» Requirement: Where does the word "outcomes" show up in the data? Please find each such line and copy it.

(Dataset entries)
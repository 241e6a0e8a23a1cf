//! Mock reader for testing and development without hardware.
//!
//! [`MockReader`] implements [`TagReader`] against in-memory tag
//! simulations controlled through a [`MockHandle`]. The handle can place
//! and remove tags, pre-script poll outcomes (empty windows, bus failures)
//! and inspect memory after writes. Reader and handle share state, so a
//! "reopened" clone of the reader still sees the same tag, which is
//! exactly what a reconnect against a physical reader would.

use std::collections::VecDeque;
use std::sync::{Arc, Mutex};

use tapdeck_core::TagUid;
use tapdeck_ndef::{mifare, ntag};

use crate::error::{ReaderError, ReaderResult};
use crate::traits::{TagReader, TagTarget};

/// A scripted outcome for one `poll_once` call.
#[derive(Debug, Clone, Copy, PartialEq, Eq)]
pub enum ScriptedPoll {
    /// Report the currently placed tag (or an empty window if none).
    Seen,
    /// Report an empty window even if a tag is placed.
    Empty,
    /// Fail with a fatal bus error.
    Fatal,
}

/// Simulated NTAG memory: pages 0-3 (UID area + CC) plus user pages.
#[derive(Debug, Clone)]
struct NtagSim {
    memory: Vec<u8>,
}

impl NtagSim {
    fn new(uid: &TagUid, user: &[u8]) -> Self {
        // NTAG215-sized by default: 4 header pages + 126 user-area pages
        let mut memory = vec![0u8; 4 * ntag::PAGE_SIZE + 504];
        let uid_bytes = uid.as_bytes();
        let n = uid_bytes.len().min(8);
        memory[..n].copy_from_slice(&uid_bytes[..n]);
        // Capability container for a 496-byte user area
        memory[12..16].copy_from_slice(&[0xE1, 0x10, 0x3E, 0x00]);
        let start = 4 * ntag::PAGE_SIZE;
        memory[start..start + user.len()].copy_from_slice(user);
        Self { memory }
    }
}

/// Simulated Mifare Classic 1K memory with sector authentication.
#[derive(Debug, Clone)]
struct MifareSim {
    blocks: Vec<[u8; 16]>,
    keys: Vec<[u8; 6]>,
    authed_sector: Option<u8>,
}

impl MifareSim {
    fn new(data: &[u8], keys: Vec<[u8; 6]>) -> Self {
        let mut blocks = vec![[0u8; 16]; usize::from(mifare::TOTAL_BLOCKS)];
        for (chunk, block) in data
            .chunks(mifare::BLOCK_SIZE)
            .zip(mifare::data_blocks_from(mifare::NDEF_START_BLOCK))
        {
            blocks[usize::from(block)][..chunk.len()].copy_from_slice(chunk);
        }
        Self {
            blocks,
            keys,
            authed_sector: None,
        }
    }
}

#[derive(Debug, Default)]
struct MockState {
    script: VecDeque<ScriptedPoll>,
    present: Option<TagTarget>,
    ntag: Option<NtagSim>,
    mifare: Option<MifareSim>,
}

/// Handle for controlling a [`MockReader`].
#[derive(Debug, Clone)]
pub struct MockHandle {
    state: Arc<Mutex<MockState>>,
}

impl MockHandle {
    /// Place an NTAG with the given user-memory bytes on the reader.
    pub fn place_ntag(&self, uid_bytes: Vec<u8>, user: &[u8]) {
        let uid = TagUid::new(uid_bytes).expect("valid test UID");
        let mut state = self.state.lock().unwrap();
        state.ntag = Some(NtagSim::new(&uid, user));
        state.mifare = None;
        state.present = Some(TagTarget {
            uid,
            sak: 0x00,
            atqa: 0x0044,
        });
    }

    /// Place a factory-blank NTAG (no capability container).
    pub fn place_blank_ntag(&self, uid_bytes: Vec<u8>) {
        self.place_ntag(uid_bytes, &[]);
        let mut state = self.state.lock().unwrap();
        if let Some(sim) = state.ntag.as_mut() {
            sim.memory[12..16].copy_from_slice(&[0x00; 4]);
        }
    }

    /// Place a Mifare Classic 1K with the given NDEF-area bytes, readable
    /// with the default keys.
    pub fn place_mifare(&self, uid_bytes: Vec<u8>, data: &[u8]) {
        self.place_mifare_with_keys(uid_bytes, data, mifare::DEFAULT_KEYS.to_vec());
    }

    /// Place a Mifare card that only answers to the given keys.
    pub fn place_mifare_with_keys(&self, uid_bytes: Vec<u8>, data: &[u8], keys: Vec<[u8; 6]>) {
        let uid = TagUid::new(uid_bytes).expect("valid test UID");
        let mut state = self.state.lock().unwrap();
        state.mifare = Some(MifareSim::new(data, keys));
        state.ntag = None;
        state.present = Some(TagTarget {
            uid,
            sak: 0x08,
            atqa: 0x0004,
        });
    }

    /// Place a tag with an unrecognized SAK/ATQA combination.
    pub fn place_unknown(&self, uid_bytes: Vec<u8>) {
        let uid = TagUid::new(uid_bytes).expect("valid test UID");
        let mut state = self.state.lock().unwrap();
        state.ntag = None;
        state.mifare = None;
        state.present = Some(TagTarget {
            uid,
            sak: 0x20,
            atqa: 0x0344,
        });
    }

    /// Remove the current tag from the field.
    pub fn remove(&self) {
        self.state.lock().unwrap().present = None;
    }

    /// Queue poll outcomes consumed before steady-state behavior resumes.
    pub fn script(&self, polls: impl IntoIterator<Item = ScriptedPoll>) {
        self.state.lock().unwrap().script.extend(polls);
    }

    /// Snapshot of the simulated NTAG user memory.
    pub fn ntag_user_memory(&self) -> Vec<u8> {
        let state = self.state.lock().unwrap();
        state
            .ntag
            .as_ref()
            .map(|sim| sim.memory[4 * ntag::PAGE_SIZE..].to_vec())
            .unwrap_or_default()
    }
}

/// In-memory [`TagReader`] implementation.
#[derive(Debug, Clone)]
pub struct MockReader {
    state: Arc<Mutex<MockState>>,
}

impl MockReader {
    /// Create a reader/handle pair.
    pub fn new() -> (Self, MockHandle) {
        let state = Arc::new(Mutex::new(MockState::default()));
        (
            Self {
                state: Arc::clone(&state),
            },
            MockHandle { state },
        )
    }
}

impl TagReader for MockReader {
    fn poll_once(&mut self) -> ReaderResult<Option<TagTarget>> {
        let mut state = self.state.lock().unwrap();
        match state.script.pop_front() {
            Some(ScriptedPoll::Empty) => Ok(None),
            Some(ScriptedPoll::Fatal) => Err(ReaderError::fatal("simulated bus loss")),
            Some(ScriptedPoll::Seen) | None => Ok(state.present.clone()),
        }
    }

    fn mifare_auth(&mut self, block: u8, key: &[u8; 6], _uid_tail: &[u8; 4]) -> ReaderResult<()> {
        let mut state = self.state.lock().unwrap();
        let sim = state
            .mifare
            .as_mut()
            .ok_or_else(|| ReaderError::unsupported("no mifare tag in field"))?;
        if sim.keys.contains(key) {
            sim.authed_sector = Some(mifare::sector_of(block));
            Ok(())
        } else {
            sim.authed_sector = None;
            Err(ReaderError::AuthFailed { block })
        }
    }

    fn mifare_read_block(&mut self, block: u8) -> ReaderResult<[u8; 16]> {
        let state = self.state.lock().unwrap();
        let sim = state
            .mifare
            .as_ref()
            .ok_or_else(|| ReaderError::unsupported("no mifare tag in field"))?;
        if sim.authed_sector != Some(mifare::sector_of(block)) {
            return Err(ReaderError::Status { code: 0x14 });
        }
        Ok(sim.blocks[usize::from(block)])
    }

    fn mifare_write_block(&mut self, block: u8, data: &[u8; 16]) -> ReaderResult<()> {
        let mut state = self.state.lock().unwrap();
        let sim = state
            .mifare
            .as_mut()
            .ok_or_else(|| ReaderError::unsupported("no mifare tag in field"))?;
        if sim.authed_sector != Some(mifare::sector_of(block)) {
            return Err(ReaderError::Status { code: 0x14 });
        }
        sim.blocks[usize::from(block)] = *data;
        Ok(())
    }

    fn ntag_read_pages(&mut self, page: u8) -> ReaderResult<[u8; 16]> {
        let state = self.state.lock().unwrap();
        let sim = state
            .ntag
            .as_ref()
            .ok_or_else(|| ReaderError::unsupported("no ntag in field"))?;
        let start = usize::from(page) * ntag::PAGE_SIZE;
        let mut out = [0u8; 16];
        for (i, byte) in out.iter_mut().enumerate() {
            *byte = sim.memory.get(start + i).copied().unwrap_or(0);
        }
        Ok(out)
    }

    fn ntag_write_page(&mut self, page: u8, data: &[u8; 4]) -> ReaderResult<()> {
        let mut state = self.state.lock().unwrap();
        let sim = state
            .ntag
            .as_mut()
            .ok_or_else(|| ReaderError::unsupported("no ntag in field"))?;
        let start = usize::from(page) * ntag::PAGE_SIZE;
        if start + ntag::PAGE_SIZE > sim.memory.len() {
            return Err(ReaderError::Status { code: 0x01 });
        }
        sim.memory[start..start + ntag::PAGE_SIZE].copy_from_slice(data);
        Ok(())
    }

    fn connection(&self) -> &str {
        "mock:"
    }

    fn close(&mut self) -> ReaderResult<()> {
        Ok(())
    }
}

» Problem solution:
//! and remove tags, pre-script poll outcomes (empty windows, bus failures)
    /// Queue poll outcomes consumed before steady-state behavior resumes.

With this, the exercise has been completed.